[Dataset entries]

-----

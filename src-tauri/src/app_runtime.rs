use std::sync::Arc;

use tauri::{webview::PageLoadEvent, AppHandle, Manager, RunEvent, WindowEvent};

use crate::{
    app_menu,
    connection_controller::ConnectionController,
    gateway_config,
    gateway_health::HttpGatewayProbe,
    gateway_launcher::CliGatewayLauncher,
    main_window::{self, MainWindowSurface},
    menu_handler,
    runtime_paths::RuntimePaths,
    shell_actions,
    shell_state::ShellState,
    DESKTOP_LOG_FILE, GATEWAY_RETRY_DELAY, MAIN_WINDOW_LABEL,
};

fn log_plugin() -> tauri::plugin::TauriPlugin<tauri::Wry> {
    tauri_plugin_log::Builder::new()
        .level(if cfg!(debug_assertions) {
            log::LevelFilter::Debug
        } else {
            log::LevelFilter::Info
        })
        .targets([
            tauri_plugin_log::Target::new(tauri_plugin_log::TargetKind::Stdout),
            tauri_plugin_log::Target::new(tauri_plugin_log::TargetKind::LogDir {
                file_name: Some(DESKTOP_LOG_FILE.to_string()),
            }),
        ])
        .build()
}

/// Opens the window (if needed) and starts a connection cycle with a freshly
/// resolved config.
fn open_main_window_and_connect(app_handle: &AppHandle) {
    if let Err(error) = main_window::create_main_window(app_handle) {
        log::error!("{error}");
        return;
    }
    if let Err(error) = shell_actions::reconnect_gateway(app_handle) {
        log::warn!("failed to start connection cycle: {error}");
    }
}

pub(crate) fn run() {
    tauri::Builder::default()
        .plugin(tauri_plugin_single_instance::init(|app, _args, _cwd| {
            log::info!("second instance launched; focusing existing window");
            main_window::focus_main_window(app);
        }))
        .plugin(log_plugin())
        .plugin(tauri_plugin_os::init())
        .invoke_handler(tauri::generate_handler![
            crate::desktop_bridge_commands::desktop_bridge_is_desktop_runtime,
            crate::desktop_bridge_commands::desktop_bridge_get_system_info,
            crate::desktop_bridge_commands::desktop_bridge_set_vibrancy,
            crate::desktop_bridge_commands::desktop_bridge_get_gateway_config,
            crate::desktop_bridge_commands::desktop_bridge_get_connection_phase,
            crate::desktop_bridge_commands::desktop_bridge_reconnect,
            crate::desktop_bridge_commands::desktop_bridge_list_themes,
            crate::desktop_bridge_commands::desktop_bridge_set_theme,
            crate::desktop_bridge_commands::desktop_bridge_open_external_url,
            crate::desktop_bridge_commands::desktop_bridge_start_dragging,
            crate::desktop_bridge_commands::desktop_bridge_toggle_maximize,
        ])
        .on_menu_event(|app, event| menu_handler::handle_menu_event(app, event.id().as_ref()))
        .on_window_event(|window, event| {
            if window.label() != MAIN_WINDOW_LABEL {
                return;
            }

            match event {
                WindowEvent::Resized(_) => {
                    if let Some(webview_window) =
                        window.app_handle().get_webview_window(MAIN_WINDOW_LABEL)
                    {
                        main_window::sync_fullscreen(&webview_window);
                    }
                }
                WindowEvent::Destroyed => {
                    let app_handle = window.app_handle();
                    log::info!("main window destroyed");
                    if let Some(controller) = app_handle.try_state::<Arc<ConnectionController>>() {
                        controller.shutdown();
                    }
                    app_handle.state::<ShellState>().reset_window();
                }
                _ => {}
            }
        })
        .on_page_load(|webview, payload| {
            if webview.window().label() != MAIN_WINDOW_LABEL {
                return;
            }
            match payload.event() {
                PageLoadEvent::Started => {
                    log::debug!("page-load started: {}", payload.url().origin().ascii_serialization());
                    shell_actions::prepare_page(webview, payload.url());
                }
                PageLoadEvent::Finished => {
                    log::debug!("page-load finished: {}", payload.url().origin().ascii_serialization());
                    shell_actions::apply_page_shell(webview, payload.url());
                }
            }
        })
        .setup(|app| {
            let app_handle = app.handle().clone();
            log::info!("OpenClaw desktop {} starting", app.package_info().version);

            let paths = RuntimePaths::detect();
            let resolved = gateway_config::resolve(&paths);
            let launcher = CliGatewayLauncher::from_environment(&paths);
            let state = ShellState::new(paths, &resolved);
            let current_theme = state.theme().id;
            app.manage(state);

            let runtime = tauri::async_runtime::handle().inner().clone();
            let controller = ConnectionController::new(
                Arc::new(HttpGatewayProbe::default()),
                Arc::new(launcher),
                Arc::new(MainWindowSurface::new(app_handle.clone())),
                runtime,
                GATEWAY_RETRY_DELAY,
            );
            app.manage(controller);

            if let Err(error) = app_menu::setup_app_menu(&app_handle, current_theme) {
                log::warn!("failed to initialize app menu: {error}");
            }

            open_main_window_and_connect(&app_handle);
            Ok(())
        })
        .build(tauri::generate_context!())
        .expect("error while building tauri application")
        .run(handle_run_event);
}

#[cfg_attr(not(target_os = "macos"), allow(unused_variables))]
fn handle_run_event(app_handle: &AppHandle, event: RunEvent) {
    match event {
        RunEvent::ExitRequested { api, code, .. } => {
            // Closing the last window keeps the app alive on macOS.
            if cfg!(target_os = "macos") && code.is_none() {
                api.prevent_exit();
            }
        }
        #[cfg(target_os = "macos")]
        RunEvent::Reopen { .. } => {
            if app_handle.get_webview_window(MAIN_WINDOW_LABEL).is_none() {
                log::info!("reopening main window");
                open_main_window_and_connect(app_handle);
            } else {
                main_window::focus_main_window(app_handle);
            }
        }
        _ => {}
    }
}
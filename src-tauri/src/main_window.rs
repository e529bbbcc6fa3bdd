use tauri::{AppHandle, Manager, Url, WebviewUrl, WebviewWindow, WebviewWindowBuilder};

use crate::{
    connection_controller::ConnectionSurface,
    desktop_bridge::{self, PageKind},
    shell_injector::ScriptTarget,
    shell_scripts,
    shell_state::ShellState,
    window_zoom::ZoomChange,
    MAIN_WINDOW_LABEL, PLACEHOLDER_PAGE, WINDOW_TITLE,
};

const WINDOW_WIDTH: f64 = 1400.0;
const WINDOW_HEIGHT: f64 = 900.0;
const WINDOW_MIN_WIDTH: f64 = 1024.0;
const WINDOW_MIN_HEIGHT: f64 = 768.0;

pub(crate) fn create_main_window(app_handle: &AppHandle) -> Result<WebviewWindow, String> {
    if let Some(window) = app_handle.get_webview_window(MAIN_WINDOW_LABEL) {
        return Ok(window);
    }

    let builder = WebviewWindowBuilder::new(
        app_handle,
        MAIN_WINDOW_LABEL,
        WebviewUrl::App(PLACEHOLDER_PAGE.into()),
    )
    .title(WINDOW_TITLE)
    .inner_size(WINDOW_WIDTH, WINDOW_HEIGHT)
    .min_inner_size(WINDOW_MIN_WIDTH, WINDOW_MIN_HEIGHT)
    .visible(false);

    #[cfg(target_os = "macos")]
    let builder = {
        use tauri::window::{Effect, EffectsBuilder};

        // The webview has to be see-through for the vibrancy layer to show.
        builder
            .transparent(true)
            .title_bar_style(tauri::TitleBarStyle::Overlay)
            .hidden_title(true)
            .effects(
                EffectsBuilder::new()
                    .effect(Effect::UnderWindowBackground)
                    .build(),
            )
    };

    let window = builder
        .build()
        .map_err(|error| format!("Failed to create main window: {error}"))?;
    #[cfg(debug_assertions)]
    window.open_devtools();
    Ok(window)
}

/// Shows the window on its first finished load.
pub(crate) fn reveal_main_window(app_handle: &AppHandle) {
    let state = app_handle.state::<ShellState>();
    if !state.mark_window_revealed() {
        return;
    }
    focus_main_window(app_handle);
}

pub(crate) fn focus_main_window(app_handle: &AppHandle) {
    let Some(window) = app_handle.get_webview_window(MAIN_WINDOW_LABEL) else {
        log::debug!("focus skipped: main window not found");
        return;
    };

    if let Err(error) = window.unminimize() {
        log::warn!("failed to unminimize main window: {error}");
    }
    if let Err(error) = window.show() {
        log::warn!("failed to show main window: {error}");
    }
    if let Err(error) = window.set_focus() {
        log::warn!("failed to focus main window: {error}");
    }
}

pub(crate) fn reload_main_window(app_handle: &AppHandle) {
    let Some(window) = app_handle.get_webview_window(MAIN_WINDOW_LABEL) else {
        log::debug!("reload skipped: main window not found");
        return;
    };

    app_handle.state::<ShellState>().injector.forget_page_assets();
    if let Err(error) = window.run_script("window.location.reload();") {
        log::warn!("failed to reload main window: {error}");
    }
}

/// Reloads by navigating to the current URL again instead of asking the page.
pub(crate) fn force_reload_main_window(app_handle: &AppHandle) {
    let Some(window) = app_handle.get_webview_window(MAIN_WINDOW_LABEL) else {
        log::debug!("force reload skipped: main window not found");
        return;
    };

    match window.url() {
        Ok(url) => navigate_main_window(app_handle, url),
        Err(error) => log::warn!("failed to read main window url for reload: {error}"),
    }
}

pub(crate) fn zoom_main_window(app_handle: &AppHandle, change: ZoomChange) {
    let Some(window) = app_handle.get_webview_window(MAIN_WINDOW_LABEL) else {
        log::debug!("zoom skipped: main window not found");
        return;
    };

    let factor = app_handle.state::<ShellState>().change_zoom(change);
    if let Err(error) = window.set_zoom(factor) {
        log::warn!("failed to set main window zoom to {factor}: {error}");
    }
}

pub(crate) fn toggle_main_window_devtools(app_handle: &AppHandle) {
    let Some(window) = app_handle.get_webview_window(MAIN_WINDOW_LABEL) else {
        return;
    };

    #[cfg(debug_assertions)]
    {
        if window.is_devtools_open() {
            window.close_devtools();
        } else {
            window.open_devtools();
        }
    }
    #[cfg(not(debug_assertions))]
    {
        let _ = window;
        log::debug!("devtools are only available in debug builds");
    }
}

pub(crate) fn main_window_page(window: &WebviewWindow, gateway_port: u16) -> Option<PageKind> {
    match window.url() {
        Ok(url) => Some(desktop_bridge::classify_page(&url, gateway_port)),
        Err(error) => {
            log::warn!("failed to read main window url: {error}");
            None
        }
    }
}

pub(crate) fn sync_fullscreen(window: &WebviewWindow) {
    let fullscreen = match window.is_fullscreen() {
        Ok(fullscreen) => fullscreen,
        Err(error) => {
            log::debug!("failed to read fullscreen state: {error}");
            return;
        }
    };

    let state = window.app_handle().state::<ShellState>();
    if !state.update_fullscreen(fullscreen) {
        return;
    }
    log::debug!("main window fullscreen changed: {fullscreen}");
    if let Err(error) = window.run_script(&shell_scripts::fullscreen_sync_script(fullscreen)) {
        log::warn!("failed to sync fullscreen state into page: {error}");
    }
}

fn navigate_main_window(app_handle: &AppHandle, url: Url) {
    let Some(window) = app_handle.get_webview_window(MAIN_WINDOW_LABEL) else {
        log::debug!("navigation skipped: main window not found");
        return;
    };

    app_handle.state::<ShellState>().injector.forget_page_assets();
    if let Err(error) = window.navigate(url) {
        log::warn!("failed to navigate main window: {error}");
    }
}

fn show_placeholder(app_handle: &AppHandle, status: &str, gateway_port: u16) {
    let state = app_handle.state::<ShellState>();
    state.set_placeholder_status(status);

    let Some(window) = app_handle.get_webview_window(MAIN_WINDOW_LABEL) else {
        return;
    };

    if main_window_page(&window, gateway_port) == Some(PageKind::Placeholder) {
        if let Err(error) = window.run_script(&shell_scripts::placeholder_status_script(status)) {
            log::warn!("failed to update placeholder status: {error}");
        }
        return;
    }

    match desktop_bridge::placeholder_url() {
        Ok(url) => navigate_main_window(app_handle, url),
        Err(error) => log::warn!("{error}"),
    }
}

/// Window side of the connection controller. Calls are queued onto the main
/// thread in the order the controller issues them.
pub(crate) struct MainWindowSurface {
    app_handle: AppHandle,
}

impl MainWindowSurface {
    pub(crate) fn new(app_handle: AppHandle) -> Self {
        Self { app_handle }
    }

    fn dispatch<F>(&self, action: &'static str, task: F)
    where
        F: FnOnce(&AppHandle) + Send + 'static,
    {
        let app_handle = self.app_handle.clone();
        if let Err(error) = self.app_handle.run_on_main_thread(move || task(&app_handle)) {
            log::warn!("failed to schedule {action} on main thread: {error}");
        }
    }
}

impl ConnectionSurface for MainWindowSurface {
    fn show_placeholder(&self, status: &str) {
        let status = status.to_string();
        self.dispatch("placeholder update", move |app_handle| {
            let gateway_port = crate::shell_actions::current_gateway_port(app_handle);
            show_placeholder(app_handle, &status, gateway_port);
        });
    }

    fn load_gateway(&self, url: &str) {
        let parsed = match Url::parse(url) {
            Ok(parsed) => parsed,
            Err(error) => {
                log::warn!("refusing to load malformed gateway url: {error}");
                return;
            }
        };
        self.dispatch("gateway navigation", move |app_handle| {
            log::info!("loading gateway UI");
            navigate_main_window(app_handle, parsed);
        });
    }
}

#[cfg(test)]
mod tests {
    use serde_json::Value;

    #[test]
    fn transparent_windows_are_enabled_in_app_config() {
        let config: Value =
            serde_json::from_str(include_str!("../tauri.conf.json")).expect("tauri.conf.json");
        assert_eq!(config["app"]["macOSPrivateApi"], true);
        assert!(include_str!("../Cargo.toml").contains(r#"features = ["macos-private-api"]"#));
    }
}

-----

• _Work instructions_
Pick each line holding the word "ZoomChange" out of the data and copy it.

• _Answer_
    window_zoom::ZoomChange,
pub(crate) fn zoom_main_window(app_handle: &AppHandle, change: ZoomChange) {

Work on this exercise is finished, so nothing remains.